Da qualche ora il diario del profilo Facebook di Ilaria cucchi è stato letteralmente sommerso da centinaia di post di solidarietà, giubilo e speranza per la notizia della svolta nell’inchiesta sull’arresto e la morte del fratello Stefano, avvenuti nell’ottobre del 2009. Lei commenta: “Finalmente si parla della verità”. La procura di Roma, guidata da Giuseppe Pignatone, ha concluso l’inchiesta bis (che precede il rinvio a giudizio) chiamando finalmente in causa i carabinieri che eseguirono il fermo per detenzione di droga: Alessio Di Bernardo, Raffaele D’Alessandro e Francesco Tedesco.

Coloro i quali, secondo l’avvocato della famiglia Cucchi, Fabio Repici, dovevano essere indicati da subito come i responsabili della morte violenta di Stefano. Omicidio preterintenzionale e abuso di autorità, sono le accuse pesantissime mosse da piazzale Clodio.

Il contenuto dell’avviso di conclusione delle indagini

Come detto, gli accusati di omicidio preterintenzionale e abuso di autorità sono i tre carabinieri Di Bernardo, D’Alessandro e Tedesco. Ma ad essere indagati per falso e calunnia sono lo stesso Tedesco, un altro militare Vincenzo Nicolardi e il comandante della stazione Roma Appia dell’epoca Roberto Mandolini. Questi ultimi, secondo l’accusa, la notte del 15 ottobre 2009 cercarono di coprire il pestaggio, attestando “falsamente” (da qui il reato di falso) l’avvenuta identificazione di un Cucchi ritenuto “non collaborativo all'operazione”.

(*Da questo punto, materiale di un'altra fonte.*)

//! Basic usage example for taskflow.
//!
//! This example demonstrates:
//! - Implementing the Task trait with prepare/execute/post
//! - Chaining tasks into a flow and routing on outcome labels
//! - Fanning a batch out with a ParallelTask
//! - Retrying a flaky execute phase
//!
//! Run with `RUST_LOG=debug cargo run --example basic` to see the flow logs.

use async_trait::async_trait;
use serde::{Deserialize, Serialize};
use serde_json::json;
use std::sync::atomic::{AtomicU32, Ordering};
use std::time::Duration;
use taskflow::{
    Flow, Outcome, Parallel, ParallelConfig, ParallelTask, RetryPolicy, SharedData, Task,
    TaskError, TaskNode,
};

#[derive(Clone, Debug, Serialize, Deserialize)]
struct Order {
    id: u32,
    quantity: i32,
}

/// Step 1: reject an empty order list.
struct ValidateOrders;

#[async_trait]
impl Task for ValidateOrders {
    type Prepared = Vec<Order>;
    type Output = usize;

    fn name(&self) -> &str {
        "validate"
    }

    async fn prepare(&self, shared: &SharedData) -> Result<Vec<Order>, TaskError> {
        shared.get("orders")
    }

    async fn execute(&self, orders: &Vec<Order>) -> Result<usize, TaskError> {
        Ok(orders.len())
    }

    async fn post(
        &self,
        _shared: &SharedData,
        _orders: &Vec<Order>,
        count: &usize,
    ) -> Result<Outcome, TaskError> {
        Ok(if *count == 0 { Outcome::End } else { Outcome::Default })
    }
}

/// Step 2: price every order, two at a time. Negative quantities fail.
struct PriceOrders;

#[async_trait]
impl ParallelTask for PriceOrders {
    type Item = Order;
    type Output = f64;

    fn name(&self) -> &str {
        "price"
    }

    async fn prepare(&self, shared: &SharedData) -> Result<Vec<Order>, TaskError> {
        shared.get("orders")
    }

    async fn execute_item(&self, order: Order) -> Result<f64, TaskError> {
        tokio::time::sleep(Duration::from_millis(20)).await;
        if order.quantity < 0 {
            return Err(TaskError::permanent(anyhow::anyhow!(
                "order {} has negative quantity",
                order.id
            )));
        }
        Ok(order.quantity as f64 * 9.99)
    }
}

/// Step 3: a notifier that fails twice before it gets through.
struct Notify {
    attempts: AtomicU32,
}

#[async_trait]
impl Task for Notify {
    type Prepared = ();
    type Output = u32;

    fn name(&self) -> &str {
        "notify"
    }

    async fn prepare(&self, _shared: &SharedData) -> Result<(), TaskError> {
        Ok(())
    }

    async fn execute(&self, _prepared: &()) -> Result<u32, TaskError> {
        let attempt = self.attempts.fetch_add(1, Ordering::SeqCst) + 1;
        if attempt < 3 {
            return Err(TaskError::retryable(anyhow::anyhow!(
                "mail server busy (attempt {})",
                attempt
            )));
        }
        Ok(attempt)
    }
}

#[tokio::main]
async fn main() -> anyhow::Result<()> {
    tracing_subscriber::fmt()
        .with_env_filter(tracing_subscriber::EnvFilter::from_default_env())
        .init();

    let validate = TaskNode::new(ValidateOrders);
    let price = TaskNode::new(Parallel::new(PriceOrders, ParallelConfig::new(2)?)?);
    let notify = TaskNode::with_retry(
        Notify {
            attempts: AtomicU32::new(0),
        },
        RetryPolicy::fixed(3, Duration::from_millis(50)),
    );

    let mut flow = Flow::chain("orders", &[validate, price, notify])?;
    println!("Graph: {}", serde_json::to_string_pretty(&flow.to_graph())?);

    let mut shared = SharedData::from_value(json!({
        "orders": [
            { "id": 1, "quantity": 3 },
            { "id": 2, "quantity": -1 },
            { "id": 3, "quantity": 5 }
        ]
    }))?;

    let summary = flow.execute(&mut shared).await;

    println!("Visited: {:?}", summary.visited);
    println!("Stopped: {:?}", summary.termination);
    println!(
        "Shared data: {}",
        serde_json::to_string_pretty(&shared.into_value())?
    );

    Ok(())
}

Gli stessi carabinieri, non avendo messo a verbale la presunta resistenza opposta dal giovane, avrebbero affermato, altrettanto “falsamente”, che lo stesso si sarebbe rifiutato di nominare un avvocato di sua fiducia. Inoltre, sempre i membri dell’Arma, sono accusati di calunnia perché, durante il processo in corte d’Assise, dove erano imputati tre agenti della Polizia Penitenziaria (poi assolti), “affermando il falso in merito a quanto accaduto nella notte tra il 15 e il 16 ottobre 2009”, accusavano implicitamente i colleghi, “pur sapendoli innocenti”, del pestaggio inflitto a Cucchi.

Per quanto riguarda le accuse mosse ai tre cc, il decesso del Cucchi fu provocato dalle “lesioni procurate” dagli agenti. Stefano, inoltre, si legge nel documento firmato da Pignatone e da Giovanni Musaro, “durante la degenza presso l’ospedale Sandro Pertini subiva un notevole calo ponderale anche perché non si alimentava correttamente a causa e in ragione del trauma subito”.

Concause che, dunque, “ne cagionavano la morte”. Secondo i magistrati romani Stefano fu pestato con “schiaffi, pugni e calci”. Azione che ne procurò la caduta facendogli sbattere la regione lombo-sacrale.

Lesioni guaribili in 180 giorni, forse permanenti, ma che, invece, complice la “condotta omissiva” dei medici dell’ospedale Pertini, ne provocarono il decesso. Causa medica delle successive complicazioni alla vescica fu la frattura scomposta della vertebra S4. Una morte iniqua amplificata anche dal fatto che tutto accadde per “futili motivi” frutto dell’abuso di potere commesso dai suoi, ancora presunti, aguzzini.